O elevador atende à minha chamada urgente e, ao abrir portas, dá-me o retrato da família de cima: o meu vizinho charmoso e inútil, a mulher que geme à noite debaixo dele como um eletrodoméstico, o diabrete a guinchar como se dez garras de monstro lhe arrancassem a alma, as tralhas que carregam para que mais um dia se cumpra sem imprevistos.
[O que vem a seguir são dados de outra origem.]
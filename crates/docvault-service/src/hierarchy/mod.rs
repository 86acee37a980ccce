//! Folder tree invariants: single parent, no cycles, unique sibling names,
//! delete only when empty.

pub mod validator;

pub use validator::{
    ancestors, ensure_unique_name, require_parent, validate_create, validate_delete,
    validate_reparent,
};
//! Access role entity model.

use chrono::{DateTime, Utc};
use serde::{Deserialize, Serialize};

use docvault_core::traits::Entity;
use docvault_core::types::{AccessRoleId, FolderId, UserRoleId};

use super::level::AccessLevel;

/// A grant tying one user role to one folder at one access level.
///
/// At most one access role exists per `(folder_id, user_role_id)` pair.
#[derive(Debug, Clone, PartialEq, Eq, Serialize, Deserialize)]
pub struct AccessRole {
    /// Unique access role identifier.
    pub id: AccessRoleId,
    /// The folder this grant applies to.
    pub folder_id: FolderId,
    /// The user role holding the grant.
    pub user_role_id: UserRoleId,
    /// The granted level. Never `Unset`.
    pub access_level: AccessLevel,
    /// When the grant was created.
    pub created_at: DateTime<Utc>,
    /// When the grant was last updated.
    pub updated_at: DateTime<Utc>,
}

impl AccessRole {
    /// Check whether this grant targets the given pair.
    pub fn matches(&self, folder_id: FolderId, user_role_id: UserRoleId) -> bool {
        self.folder_id == folder_id && self.user_role_id == user_role_id
    }
}

impl Entity for AccessRole {
    type Id = AccessRoleId;
    const KIND: &'static str = "access_role";

    fn id(&self) -> AccessRoleId {
        self.id
    }
}

/// Data required to create a new access role.
///
/// References are optional so that a missing one is reported as the
/// matching `Required...` error rather than a parse failure.
#[derive(Debug, Clone, Default, Serialize, Deserialize)]
pub struct CreateAccessRole {
    /// Target folder.
    pub folder_id: Option<FolderId>,
    /// Grantee role.
    pub user_role_id: Option<UserRoleId>,
    /// Granted level.
    pub access_level: Option<AccessLevel>,
}

/// Partial update for an access role. `None` keeps the stored value.
#[derive(Debug, Clone, Default, Serialize, Deserialize)]
pub struct UpdateAccessRole {
    /// New target folder.
    pub folder_id: Option<FolderId>,
    /// New grantee role.
    pub user_role_id: Option<UserRoleId>,
    /// New level. `Some(Unset)` is treated like `None`.
    pub access_level: Option<AccessLevel>,
}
– Cabemos todos, convida ela.
Sorri de modo tão esforçado que me entristece. Digo não e viro a cara, abro a carteira numa busca falseada de qualquer coisa que pouco importa, chave, telemóvel, bálsamo para os lábios. Tenho pudor em olhar, conhecendo a sua infelicidade do tanto que me contam as paredes mal isoladas. Perturba-me ver neles que grande parte da vida que levamos é dedicada à resolução de enguiços. Saciar a fome, tratar a doença, matar o desejo, mitigar a dor, providenciar o repouso, sacudir as penas, esclarecer mal entendidos, enganar a solidão. Não há o que não seja para ultrapassar um problema, evitar um conflito, contornar uma fatalidade. Escapar a uma coisa é, invariavelmente, a causa maior de conquistarmos outra. Ou vice-versa e tanto faz. As paixões, tomadas como atos libertários e libertadores, não são muito mais do que o esbracejar dos sobrevivos. E gestos nobres, de bravura ou abnegação, são só reforço de capital para não morrer na penúria de caráter, no fosso do esquecimento, na indiferença de deus. É assim que se pinta de cores vivas a ordinária flutuação dos dias, o sobe e desce do elevador. E a vizinha tem razão: cabemos todos.